Au 21e siècle, le colonialisme des colons a attiré de plus en plus l’attention des chercheurs universitaires canadiens et internationaux. Dans le contexte canadien, l’intérêt a été alimenté principalement par une résurgence continue du travail intellectuel et du militantisme autochtones, dont l’expression la plus visible pour la plupart des peuples non autochtones était le mouvement Idle No More de 2012–2013. À ce jour, toutefois, peu d’attention a été accordée au colonialisme des colons dans le cadre d’études sur le travail, au sens large. Cet article, qui contribue modestement à remédier à cette lacune, souligne l’importance de comprendre le Canada comme société de colonisation, propose une conceptualisation du colonialisme sous l’angle du matérialisme historique reconstruit à travers la confrontation avec la pensée anticoloniale offre des réflexions préliminaires sur l’intégration de l’analyse du colonialisme des colons dans la recherche historique et contemporaine sur le travail.
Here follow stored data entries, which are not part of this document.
//! Tests for the in-memory store and cache doubles

#![allow(clippy::unwrap_used)] // Tests can unwrap
#![allow(clippy::expect_used)] // Tests can expect

use chrono::Duration;
use proptest::prelude::*;
use std::time::Duration as StdDuration;
use ticketdesk_core::environment::Clock;
use ticketdesk_core::{
    CommentStore, EntityCache, Page, TicketError, TicketPatch, TicketStatus, TicketStore,
};
use ticketdesk_testing::helpers::init_test_tracing;
use ticketdesk_testing::{FailingCache, InMemoryCache, InMemoryStore, fixtures, test_clock};

#[tokio::test]
async fn test_pages_follow_creation_order() {
    init_test_tracing();
    let store = InMemoryStore::new();
    let clock = test_clock();
    let mut created = Vec::new();
    for _ in 0..5 {
        let ticket = fixtures::ticket(&clock);
        store.insert_ticket(&ticket).await.unwrap();
        created.push(ticket);
        clock.advance(Duration::minutes(1));
    }

    let page = store.find_ticket_page(Page::new(1, 2).unwrap()).await.unwrap();
    assert_eq!(page, created[2..4].to_vec());

    let past_end = store.find_ticket_page(Page::new(3, 2).unwrap()).await.unwrap();
    assert!(past_end.is_empty());
}

#[tokio::test]
async fn test_stale_update_conflicts_and_writes_nothing() {
    let store = InMemoryStore::new();
    let clock = test_clock();
    let original = store.insert_ticket(&fixtures::ticket(&clock)).await.unwrap();

    let first = original
        .patched(&TicketPatch::new("a").with_title("First"), clock.now())
        .unwrap();
    store.update_ticket(&original, &first).await.unwrap();

    let stale = original
        .patched(&TicketPatch::new("b").with_title("Stale"), clock.now())
        .unwrap();
    let result = store.update_ticket(&original, &stale).await;

    assert_eq!(
        result,
        Err(TicketError::VersionConflict {
            id: original.id,
            expected: 1
        })
    );
    assert_eq!(store.ticket(original.id).unwrap().title, "First");
    assert_eq!(store.ticket_history(original.id).await.unwrap().len(), 1);
}

#[tokio::test]
async fn test_delete_ticket_cascades() {
    let store = InMemoryStore::new();
    let clock = test_clock();
    let ticket = store.insert_ticket(&fixtures::ticket(&clock)).await.unwrap();
    let comment = store
        .insert_comment(&fixtures::comment(ticket.id, &clock))
        .await
        .unwrap();
    let answered = ticket.patched(
        &TicketPatch::new("a").with_status(TicketStatus::Answered),
        clock.now(),
    )
    .unwrap();
    store.update_ticket(&ticket, &answered).await.unwrap();

    let removed = store.delete_ticket(ticket.id).await.unwrap();

    assert_eq!(removed, Some(answered));
    assert_eq!(store.find_comment(comment.id).await.unwrap(), None);
    assert!(store.ticket_history(ticket.id).await.unwrap().is_empty());
    assert_eq!(store.comment_count(), 0);
}

#[tokio::test]
async fn test_comment_requires_existing_ticket() {
    let store = InMemoryStore::new();
    let clock = test_clock();
    let orphan = fixtures::comment(ticketdesk_core::TicketId::new(), &clock);

    let result = store.insert_comment(&orphan).await;

    assert!(matches!(result, Err(TicketError::NotFound { .. })));
}

#[tokio::test]
async fn test_unavailable_store_fails_every_call() {
    let store = InMemoryStore::new();
    let clock = test_clock();
    store.set_unavailable(true);

    let result = store.insert_ticket(&fixtures::ticket(&clock)).await;
    assert!(matches!(result, Err(TicketError::StoreUnavailable(_))));

    store.set_unavailable(false);
    assert!(store.find_ticket_page(Page::default()).await.unwrap().is_empty());
}

#[tokio::test]
async fn test_cache_expired_entries_read_as_misses() {
    let cache = InMemoryCache::new();
    cache
        .set("ticket:1", b"x".to_vec(), StdDuration::from_secs(300))
        .await
        .unwrap();
    assert_eq!(cache.get("ticket:1").await.unwrap(), Some(b"x".to_vec()));

    cache.expire("ticket:1");

    assert_eq!(cache.get("ticket:1").await.unwrap(), None);
    assert!(!cache.contains_key("ticket:1"));
}

#[tokio::test]
async fn test_failing_cache_counts_attempts() {
    let cache = FailingCache::new();
    assert!(cache.get("k").await.is_err());
    assert!(cache.delete("k").await.is_err());
    assert_eq!(cache.calls(), 2);
}

proptest! {
    #[test]
    fn prop_ticket_pages_slice_creation_order(
        count in 0usize..12,
        skip in 0u32..8,
        limit in 1u32..6,
    ) {
        let runtime = tokio::runtime::Builder::new_current_thread()
            .build()
            .unwrap();

        runtime.block_on(async {
            let store = InMemoryStore::new();
            let clock = test_clock();
            let mut created = Vec::new();
            for _ in 0..count {
                let ticket = fixtures::ticket(&clock);
                store.insert_ticket(&ticket).await.unwrap();
                created.push(ticket);
                clock.advance(Duration::seconds(1));
            }

            let page = store
                .find_ticket_page(Page::new(skip, limit).unwrap())
                .await
                .unwrap();

            let start = usize::try_from(skip * limit).unwrap().min(count);
            let end = (start + usize::try_from(limit).unwrap()).min(count);
            assert_eq!(page, created[start..end].to_vec());
        });
    }
}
The Settler Order Framework: Rethinking Canadian Working-Class History

Fred Burrill

Canadian labour and working-class history has, to a great extent, been bedevilled in its attempts to understand national trends by the cleavages of gender, region, industry, race, language, and culture. This article argues that one possible way out of this impasse lies in foregrounding the particular relationship between colonial exploitation and class exploitation in our settler colonial economy, both in terms of class formation and in the ongoing project of social reproduction. The adoption of a “settler order framework” seeks to build on important recent works attempting to understand Indigenous peoples’ participation in the ranks of those who toil, struggle, and dream of freedom from capitalism, by integrating the fundamental reality of settler workers’ ongoing theft of Indigenous land and resources into the story of the Canadian working class.

Au Canada, l’histoire du travail et de la classe ouvrière a été entravée, dans une large mesure, dans ses tentatives pour comprendre les tendances nationales, par les clivages liés au sexe, à la région, à l’industrie, à la race, à la langue et à la culture. Cet article soutient qu’une solution possible pour sortir de cette impasse consiste à mettre en évidence la relation particulière entre l’exploitation coloniale et l’exploitation de classe dans notre économie coloniale, à la fois en termes de formation de classe et dans le projet permanent de reproduction sociale. L’adoption d’un « cadre réglementaire pour les colons » s’appuie sur d’importants travaux récents qui tentent de comprendre la participation des peuples autochtones dans les rangs de ceux qui peinent, luttent et rêvent de se libérer du capitalisme, en intégrant la réalité fondamentale du vol de terres et de ressources autochtones par les travailleurs colons dans l’histoire de la classe ouvrière canadienne.